(INSTRUCTIONS FOR THE TASK): In the entries below, which lines run from the one containing "in work-frame coordinates." to the one containing "estimator will report."? Copy exactly those lines, ends included, and no others.

(Data entries):
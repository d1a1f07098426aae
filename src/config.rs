//! Stabilization and output configuration.
//!
//! [`StabilizationOptions`] collects every tunable of the pipeline:
//! smoothing windows, estimator geometry, motion clamps, zoom planning and
//! ignore regions. Options are immutable once handed to the pipeline;
//! [`StabilizationOptions::validate`] rejects inconsistent values before any
//! frame is read.
//!
//! # Example
//!
//! ```
//! use steadify::{StabilizationOptions, ZoomMode};
//!
//! let options = StabilizationOptions::new()
//!     .with_smoothing(45, 45, 60, 60)
//!     .with_zoom_mode(ZoomMode::TwoPass);
//! options.validate().unwrap();
//! ```

use crate::error::StabilizeError;

/// How the per-frame zoom factor is chosen.
#[derive(Debug, Clone, Copy, PartialEq, Eq, Default)]
pub enum ZoomMode {
    /// Constant zoom equal to `prezoom`. This is the default.
    #[default]
    Static,
    /// Incremental zoom chosen frame by frame, bounded by `zoom_speed`.
    Dynamic,
    /// Two-pass planning: pass 1 collects the whole trajectory, pass 2
    /// applies a per-frame zoom that guarantees full output coverage.
    TwoPass,
}

/// A rectangle excluded from motion estimation, in source-resolution pixels.
///
/// Parsed from the CLI syntax `"x, y, w, h"` and downscaled to work-frame
/// coordinates at use.
#[derive(Debug, Clone, Copy, PartialEq, Eq)]
pub struct IgnoreRect {
    pub x: u32,
    pub y: u32,
    pub w: u32,
    pub h: u32,
}

impl IgnoreRect {
    /// Parse the `"x, y, w, h"` CLI syntax. Separators are commas with
    /// optional surrounding whitespace.
    pub fn parse(text: &str) -> Result<Self, StabilizeError> {
        let parts: Vec<&str> = text.split(',').map(str::trim).collect();
        if parts.len() != 4 {
            return Err(StabilizeError::InvalidConfig(format!(
                "ignore rectangle '{text}' must have four components 'x, y, w, h'"
            )));
        }
        let mut values = [0u32; 4];
        for (slot, part) in values.iter_mut().zip(&parts) {
            *slot = part.parse().map_err(|_| {
                StabilizeError::InvalidConfig(format!(
                    "ignore rectangle '{text}' has non-integer component '{part}'"
                ))
            })?;
        }
        Ok(Self {
            x: values[0],
            y: values[1],
            w: values[2],
            h: values[3],
        })
    }

    /// The rectangle in work-frame coordinates.
    pub(crate) fn downscaled(&self, factor: usize) -> IgnoreRect {
        let factor = factor as u32;
        IgnoreRect {
            x: self.x / factor,
            y: self.y / factor,
            w: self.w / factor,
            h: self.h / factor,
        }
    }

    /// True when `[x0, x1) x [y0, y1)` overlaps this rectangle.
    pub(crate) fn intersects(&self, x0: usize, y0: usize, x1: usize, y1: usize) -> bool {
        let (rx0, ry0) = (self.x as usize, self.y as usize);
        let (rx1, ry1) = (rx0 + self.w as usize, ry0 + self.h as usize);
        x0 < rx1 && rx0 < x1 && y0 < ry1 && ry0 < y1
    }
}

/// All tunables of the stabilization pipeline.
///
/// Smoothing windows are half-widths: a window of `n` averages over
/// `2n + 1` samples centred on the frame.
#[derive(Debug, Clone)]
pub struct StabilizationOptions {
    /// Horizontal smoothing half-width, in frames.
    pub x_smooth: usize,
    /// Vertical smoothing half-width, in frames.
    pub y_smooth: usize,
    /// Scale smoothing half-width, in frames.
    pub scale_smooth: usize,
    /// Rotation smoothing half-width, in frames.
    pub alpha_smooth: usize,
    /// Block-matching tile size in work-frame pixels.
    pub block_size: usize,
    /// Maximum block displacement searched, per axis.
    pub max_shift: usize,
    /// Largest rotation (radians) the estimator will report.
    pub max_alpha: f64,
    /// Largest scale ratio the estimator will report (clamped to
    /// `[1/max_scale, max_scale]`).
    pub max_scale: f64,
    /// Minimum inlier weight fraction below which a frame is treated as a
    /// scene cut.
    pub scene_cut_threshold: f64,
    /// Work-frame downscale factor; `None` selects `1 + min(H, W) / 1000`.
    pub downscale: Option<usize>,
    /// Minimum static zoom applied to every frame.
    pub prezoom: f64,
    /// Maximum per-frame zoom ratio in dynamic and two-pass modes.
    pub zoom_speed: f64,
    /// Zoom planning mode.
    pub zoom_mode: ZoomMode,
    /// Regions excluded from the motion fit, source-resolution pixels.
    pub ignore: Vec<IgnoreRect>,
}

impl Default for StabilizationOptions {
    fn default() -> Self {
        Self {
            x_smooth: 30,
            y_smooth: 30,
            scale_smooth: 45,
            alpha_smooth: 45,
            block_size: 16,
            max_shift: 8,
            max_alpha: 0.1,
            max_scale: 1.1,
            scene_cut_threshold: 0.25,
            downscale: None,
            prezoom: 1.0,
            zoom_speed: 1.0002,
            zoom_mode: ZoomMode::Static,
            ignore: Vec::new(),
        }
    }
}

impl StabilizationOptions {
    /// Create options with the default tuning.
    pub fn new() -> Self {
        Self::default()
    }

    /// Set all four smoothing half-widths.
    #[must_use]
    pub fn with_smoothing(mut self, x: usize, y: usize, scale: usize, alpha: usize) -> Self {
        self.x_smooth = x;
        self.y_smooth = y;
        self.scale_smooth = scale;
        self.alpha_smooth = alpha;
        self
    }

    /// Set the estimator block geometry.
    #[must_use]
    pub fn with_block_geometry(mut self, block_size: usize, max_shift: usize) -> Self {
        self.block_size = block_size;
        self.max_shift = max_shift;
        self
    }

    /// Set the zoom planning mode.
    #[must_use]
    pub fn with_zoom_mode(mut self, mode: ZoomMode) -> Self {
        self.zoom_mode = mode;
        self
    }

    /// Add a region to exclude from motion estimation.
    #[must_use]
    pub fn with_ignore_rect(mut self, rect: IgnoreRect) -> Self {
        self.ignore.push(rect);
        self
    }

    /// Reject inconsistent option combinations.
    ///
    /// # Errors
    ///
    /// Returns [`StabilizeError::InvalidConfig`] naming the offending value.
    pub fn validate(&self) -> Result<(), StabilizeError> {
        if self.block_size < 8 {
            return Err(StabilizeError::InvalidConfig(format!(
                "block_size must be at least 8, got {}",
                self.block_size
            )));
        }
        if self.max_shift == 0 || self.max_shift > self.block_size / 2 {
            return Err(StabilizeError::InvalidConfig(format!(
                "max_shift must be in 1..={}, got {}",
                self.block_size / 2,
                self.max_shift
            )));
        }
        for (name, window) in [
            ("x_smooth", self.x_smooth),
            ("y_smooth", self.y_smooth),
            ("scale_smooth", self.scale_smooth),
            ("alpha_smooth", self.alpha_smooth),
        ] {
            if window == 0 {
                return Err(StabilizeError::InvalidConfig(format!(
                    "{name} must be at least 1"
                )));
            }
        }
        if self.max_alpha < 0.0 {
            return Err(StabilizeError::InvalidConfig(format!(
                "max_alpha must be non-negative, got {}",
                self.max_alpha
            )));
        }
        if self.max_scale < 1.0 {
            return Err(StabilizeError::InvalidConfig(format!(
                "max_scale must be at least 1, got {}",
                self.max_scale
            )));
        }
        if self.scene_cut_threshold < 0.0 {
            return Err(StabilizeError::InvalidConfig(format!(
                "scene_cut_threshold must be non-negative, got {}",
                self.scene_cut_threshold
            )));
        }
        if self.downscale == Some(0) {
            return Err(StabilizeError::InvalidConfig(
                "downscale must be at least 1".to_string(),
            ));
        }
        if self.prezoom < 1.0 {
            return Err(StabilizeError::InvalidConfig(format!(
                "prezoom must be at least 1, got {}",
                self.prezoom
            )));
        }
        if self.zoom_speed < 1.0 {
            return Err(StabilizeError::InvalidConfig(format!(
                "zoom_speed must be at least 1, got {}",
                self.zoom_speed
            )));
        }
        Ok(())
    }

    /// The largest smoothing half-width, which is the smoother's lookahead.
    pub(crate) fn max_window(&self) -> usize {
        self.x_smooth
            .max(self.y_smooth)
            .max(self.scale_smooth)
            .max(self.alpha_smooth)
    }
}

/// Output encoding settings resolved from the CLI.
#[derive(Debug, Clone, Default)]
pub struct OutputOptions {
    /// Encoder name; `None` probes the default preference list.
    pub codec: Option<String>,
    /// Target bit rate in bits per second; `None` copies the source rate.
    pub bitrate: Option<usize>,
}

/// Parse a bitrate string of the form `<N>`, `<N>k`, `<N>M` or `<N>G`.
///
/// `"0"` means "copy the source bit rate" and maps to `None`.
///
/// # Errors
///
/// Returns [`StabilizeError::InvalidConfig`] for empty strings, unknown
/// suffixes or non-numeric prefixes.
pub fn parse_bitrate(text: &str) -> Result<Option<usize>, StabilizeError> {
    let text = text.trim();
    if text.is_empty() {
        return Err(StabilizeError::InvalidConfig(
            "bitrate must not be empty".to_string(),
        ));
    }

    let (digits, multiplier) = match text.as_bytes()[text.len() - 1] {
        b'k' | b'K' => (&text[..text.len() - 1], 1_000),
        b'M' => (&text[..text.len() - 1], 1_000_000),
        b'G' => (&text[..text.len() - 1], 1_000_000_000),
        b'0'..=b'9' => (text, 1),
        other => {
            return Err(StabilizeError::InvalidConfig(format!(
                "bitrate '{text}' has unknown suffix '{}'",
                other as char
            )))
        }
    };

    let value: usize = digits.parse().map_err(|_| {
        StabilizeError::InvalidConfig(format!("bitrate '{text}' is not a number"))
    })?;

    if value == 0 {
        Ok(None)
    } else {
        Ok(Some(value * multiplier))
    }
}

(EXPECTED ANSWER):
    /// The rectangle in work-frame coordinates.
    pub(crate) fn downscaled(&self, factor: usize) -> IgnoreRect {
        let factor = factor as u32;
        IgnoreRect {
            x: self.x / factor,
            y: self.y / factor,
            w: self.w / factor,
            h: self.h / factor,
        }
    }

    /// True when `[x0, x1) x [y0, y1)` overlaps this rectangle.
    pub(crate) fn intersects(&self, x0: usize, y0: usize, x1: usize, y1: usize) -> bool {
        let (rx0, ry0) = (self.x as usize, self.y as usize);
        let (rx1, ry1) = (rx0 + self.w as usize, ry0 + self.h as usize);
        x0 < rx1 && rx0 < x1 && y0 < ry1 && ry0 < y1
    }
}

/// All tunables of the stabilization pipeline.
///
/// Smoothing windows are half-widths: a window of `n` averages over
/// `2n + 1` samples centred on the frame.
#[derive(Debug, Clone)]
pub struct StabilizationOptions {
    /// Horizontal smoothing half-width, in frames.
    pub x_smooth: usize,
    /// Vertical smoothing half-width, in frames.
    pub y_smooth: usize,
    /// Scale smoothing half-width, in frames.
    pub scale_smooth: usize,
    /// Rotation smoothing half-width, in frames.
    pub alpha_smooth: usize,
    /// Block-matching tile size in work-frame pixels.
    pub block_size: usize,
    /// Maximum block displacement searched, per axis.
    pub max_shift: usize,
    /// Largest rotation (radians) the estimator will report.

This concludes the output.